UltraLogic: Enhancing LLM Reasoning through Large-Scale Data Synthesis and Bipolar Float Reward
Yile Liu, Yixian Liu, Zongwei Li, Yufei Huang, Xinhua Feng, Zhichao Hu, Jinglu Hu, Jianfeng Yan, Fengzong Lian, Yuhong Liu
TL;DR
The paper tackles the data scarcity and reward-signal challenges in training LLMs for general reasoning by introducing UltraLogic, a Code-based Solving framework that auto-generates diverse, difficulty-calibrated reasoning data through seed tasks and programmatic expansion. It decouples logical core from natural language, employs a three-component data framework, and uses a Difficulty Control Module to align task difficulty with model capacity. A key contribution is the Bipolar Float Reward (BFR), which provides dense graded penalties to break the non-informative binary reward trap and accelerate convergence toward global logical optima.
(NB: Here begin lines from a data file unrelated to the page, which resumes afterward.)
//! Scenario tests for the cross-tier coordination policy

use std::collections::{HashMap, VecDeque};
use std::sync::Arc;
use std::sync::atomic::{AtomicBool, AtomicUsize, Ordering};
use std::sync::Mutex;
use std::time::Duration;

use async_trait::async_trait;
use serde_json::json;

use crate::{
    CacheConfig, CacheError, DurableTier, DurableTierError, FastTier, FastTierError, TieredCache,
};

/// In-memory fast tier with scriptable failures.
///
/// `fail_next` queues an error consumed by the next call, whatever it is;
/// `kill` makes every call answer `NodeDead` until `revive`.
#[derive(Clone, Default)]
struct StubFast {
    inner: Arc<FastInner>,
}

#[derive(Default)]
struct FastInner {
    store: Mutex<HashMap<String, Vec<u8>>>,
    ttls: Mutex<HashMap<String, Option<Duration>>>,
    script: Mutex<VecDeque<FastTierError>>,
    dead: AtomicBool,
    calls: AtomicUsize,
}

impl StubFast {
    fn fail_next(&self, err: FastTierError) {
        self.inner.script.lock().unwrap().push_back(err);
    }

    fn kill(&self) {
        self.inner.dead.store(true, Ordering::SeqCst);
    }

    fn revive(&self) {
        self.inner.dead.store(false, Ordering::SeqCst);
    }

    fn calls(&self) -> usize {
        self.inner.calls.load(Ordering::SeqCst)
    }

    fn contains(&self, skey: &str) -> bool {
        self.inner.store.lock().unwrap().contains_key(skey)
    }

    fn ttl(&self, skey: &str) -> Option<Option<Duration>> {
        self.inner.ttls.lock().unwrap().get(skey).copied()
    }

    fn evict(&self, skey: &str) {
        self.inner.store.lock().unwrap().remove(skey);
    }

    fn check(&self) -> Result<(), FastTierError> {
        self.inner.calls.fetch_add(1, Ordering::SeqCst);
        if self.inner.dead.load(Ordering::SeqCst) {
            return Err(FastTierError::NodeDead);
        }
        match self.inner.script.lock().unwrap().pop_front() {
            Some(err) => Err(err),
            None => Ok(()),
        }
    }

    fn put(&self, skey: &str, value: &[u8], timeout: Option<Duration>) {
        self.inner
            .store
            .lock()
            .unwrap()
            .insert(skey.to_string(), value.to_vec());
        self.inner
            .ttls
            .lock()
            .unwrap()
            .insert(skey.to_string(), timeout);
    }

    fn counter_value(&self, skey: &str) -> Result<i64, FastTierError> {
        let store = self.inner.store.lock().unwrap();
        let raw = store.get(skey).ok_or(FastTierError::NotFound)?;
        std::str::from_utf8(raw)
            .ok()
            .and_then(|s| s.parse::<i64>().ok())
            .ok_or_else(|| FastTierError::Other("not a counter".to_string()))
    }
}

#[async_trait]
impl FastTier for StubFast {
    async fn get(&self, key: &str) -> Result<Option<Vec<u8>>, FastTierError> {
        self.check()?;
        Ok(self.inner.store.lock().unwrap().get(key).cloned())
    }

    async fn get_multi(&self, keys: &[String]) -> Result<HashMap<String, Vec<u8>>, FastTierError> {
        self.check()?;
        let store = self.inner.store.lock().unwrap();
        Ok(keys
            .iter()
            .filter_map(|key| store.get(key).map(|v| (key.clone(), v.clone())))
            .collect())
    }

    async fn set(
        &self,
        key: &str,
        value: &[u8],
        timeout: Option<Duration>,
    ) -> Result<(), FastTierError> {
        self.check()?;
        self.put(key, value, timeout);
        Ok(())
    }

    async fn set_multi(
        &self,
        entries: &[(String, Vec<u8>)],
        timeout: Option<Duration>,
    ) -> Result<(), FastTierError> {
        self.check()?;
        for (key, value) in entries {
            self.put(key, value, timeout);
        }
        Ok(())
    }

    async fn add(
        &self,
        key: &str,
        value: &[u8],
        timeout: Option<Duration>,
    ) -> Result<bool, FastTierError> {
        self.check()?;
        if self.contains(key) {
            return Ok(false);
        }
        self.put(key, value, timeout);
        Ok(true)
    }

    async fn delete(&self, key: &str) -> Result<(), FastTierError> {
        self.check()?;
        self.inner.store.lock().unwrap().remove(key);
        Ok(())
    }

    async fn delete_multi(&self, keys: &[String]) -> Result<(), FastTierError> {
        self.check()?;
        let mut store = self.inner.store.lock().unwrap();
        for key in keys {
            store.remove(key);
        }
        Ok(())
    }

    async fn incr(&self, key: &str, delta: u64) -> Result<u64, FastTierError> {
        self.check()?;
        let current = self.counter_value(key)?;
        let next = current + delta as i64;
        self.put(key, next.to_string().as_bytes(), None);
        Ok(next as u64)
    }

    async fn decr(&self, key: &str, delta: u64) -> Result<u64, FastTierError> {
        self.check()?;
        let current = self.counter_value(key)?;
        // memcached clamps decrements at zero
        let next = (current - delta as i64).max(0);
        self.put(key, next.to_string().as_bytes(), None);
        Ok(next as u64)
    }

    async fn flush_all(&self) -> Result<(), FastTierError> {
        self.check()?;
        self.inner.store.lock().unwrap().clear();
        Ok(())
    }

    async fn disconnect_all(&self) {}
}

/// In-memory durable tier: blob and counter maps, a kill switch and a
/// record of every counter delta for rebase assertions.
#[derive(Clone, Default)]
struct StubDurable {
    inner: Arc<DurableInner>,
}

#[derive(Default)]
struct DurableInner {
    blobs: Mutex<HashMap<String, Vec<u8>>>,
    blob_ttls: Mutex<HashMap<String, Option<Duration>>>,
    counters: Mutex<HashMap<String, i64>>,
    deltas: Mutex<Vec<i64>>,
    down: AtomicBool,
}

impl StubDurable {
    fn kill(&self) {
        self.inner.down.store(true, Ordering::SeqCst);
    }

    fn check(&self) -> Result<(), DurableTierError> {
        if self.inner.down.load(Ordering::SeqCst) {
            return Err(DurableTierError::Transient("down".to_string()));
        }
        Ok(())
    }

    fn put_blob(&self, skey: &str, value: Vec<u8>) {
        self.inner
            .blobs
            .lock()
            .unwrap()
            .insert(skey.to_string(), value);
    }

    fn put_counter(&self, skey: &str, count: i64) {
        self.inner
            .counters
            .lock()
            .unwrap()
            .insert(skey.to_string(), count);
    }

    fn blob(&self, skey: &str) -> Option<Vec<u8>> {
        self.inner.blobs.lock().unwrap().get(skey).cloned()
    }

    fn counter(&self, skey: &str) -> Option<i64> {
        self.inner.counters.lock().unwrap().get(skey).copied()
    }

    fn deltas(&self) -> Vec<i64> {
        self.inner.deltas.lock().unwrap().clone()
    }
}

#[async_trait]
impl DurableTier for StubDurable {
    async fn blob_get(&self, key: &str) -> Result<Option<Vec<u8>>, DurableTierError> {
        self.check()?;
        Ok(self.blob(key))
    }

    async fn blob_insert(
        &self,
        key: &str,
        value: &[u8],
        timeout: Option<Duration>,
    ) -> Result<(), DurableTierError> {
        self.check()?;
        self.put_blob(key, value.to_vec());
        self.inner
            .blob_ttls
            .lock()
            .unwrap()
            .insert(key.to_string(), timeout);
        Ok(())
    }

    async fn blob_remove(&self, key: &str) -> Result<(), DurableTierError> {
        self.check()?;
        self.inner.blobs.lock().unwrap().remove(key);
        Ok(())
    }

    async fn blob_multiget(
        &self,
        keys: &[String],
    ) -> Result<HashMap<String, Vec<u8>>, DurableTierError> {
        self.check()?;
        let blobs = self.inner.blobs.lock().unwrap();
        Ok(keys
            .iter()
            .filter_map(|key| blobs.get(key).map(|v| (key.clone(), v.clone())))
            .collect())
    }

    async fn blob_batch_insert(
        &self,
        entries: &[(String, Vec<u8>)],
        timeout: Option<Duration>,
    ) -> Result<(), DurableTierError> {
        self.check()?;
        for (key, value) in entries {
            self.put_blob(key, value.clone());
            self.inner
                .blob_ttls
                .lock()
                .unwrap()
                .insert(key.clone(), timeout);
        }
        Ok(())
    }

    async fn blob_batch_remove(&self, keys: &[String]) -> Result<(), DurableTierError> {
        self.check()?;
        let mut blobs = self.inner.blobs.lock().unwrap();
        for key in keys {
            blobs.remove(key);
        }
        Ok(())
    }

    async fn counter_get(&self, key: &str) -> Result<Option<i64>, DurableTierError> {
        self.check()?;
        Ok(self.counter(key))
    }

    async fn counter_multiget(
        &self,
        keys: &[String],
    ) -> Result<HashMap<String, i64>, DurableTierError> {
        self.check()?;
        let counters = self.inner.counters.lock().unwrap();
        Ok(keys
            .iter()
            .filter_map(|key| counters.get(key).map(|c| (key.clone(), *c)))
            .collect())
    }

    async fn counter_add(&self, key: &str, delta: i64) -> Result<(), DurableTierError> {
        self.check()?;
        *self
            .inner
            .counters
            .lock()
            .unwrap()
            .entry(key.to_string())
            .or_insert(0) += delta;
        self.inner.deltas.lock().unwrap().push(delta);
        Ok(())
    }

    async fn counter_remove(&self, key: &str) -> Result<(), DurableTierError> {
        self.check()?;
        self.inner.counters.lock().unwrap().remove(key);
        Ok(())
    }

    async fn truncate_all(&self) -> Result<(), DurableTierError> {
        self.check()?;
        self.inner.blobs.lock().unwrap().clear();
        self.inner.counters.lock().unwrap().clear();
        Ok(())
    }
}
Empirical results show that task diversity and the BFR signal substantially improve training efficiency and final reasoning accuracy, though the approach relies on human annotation for seed validation and uses heuristic reward tuning that warrants further study. Overall, UltraLogic offers a scalable path to generate high-quality reasoning data and demonstrates how graded reward signals can enhance RL-based reasoning, with implications for more robust and data-efficient general reasoning in LLMs.
Abstract
While Large Language Models (LLMs) have demonstrated significant potential in natural language processing , complex general-purpose reasoning requiring multi-step logic, planning, and verification remains a critical bottleneck. Although Reinforcement Learning with Verifiable Rewards (RLVR) has succeeded in specific domains , the field lacks large-scale, high-quality, and difficulty-calibrated data for general reasoning. To address this, we propose UltraLogic, a framework that decouples the logical core of a problem from its natural language expression through a Code-based Solving methodology to automate high-quality data production. The framework comprises hundreds of unique task types and an automated calibration pipeline across ten difficulty levels. Furthermore, to mitigate binary reward sparsity and the Non-negative Reward Trap, we introduce the Bipolar Float Reward (BFR) mechanism, utilizing graded penalties to effectively distinguish perfect responses from those with logical flaws. Our experiments demonstrate that task diversity is the primary driver for reasoning enhancement , and that BFR, combined with a difficulty matching strategy, significantly improves training efficiency, guiding models toward global logical optima.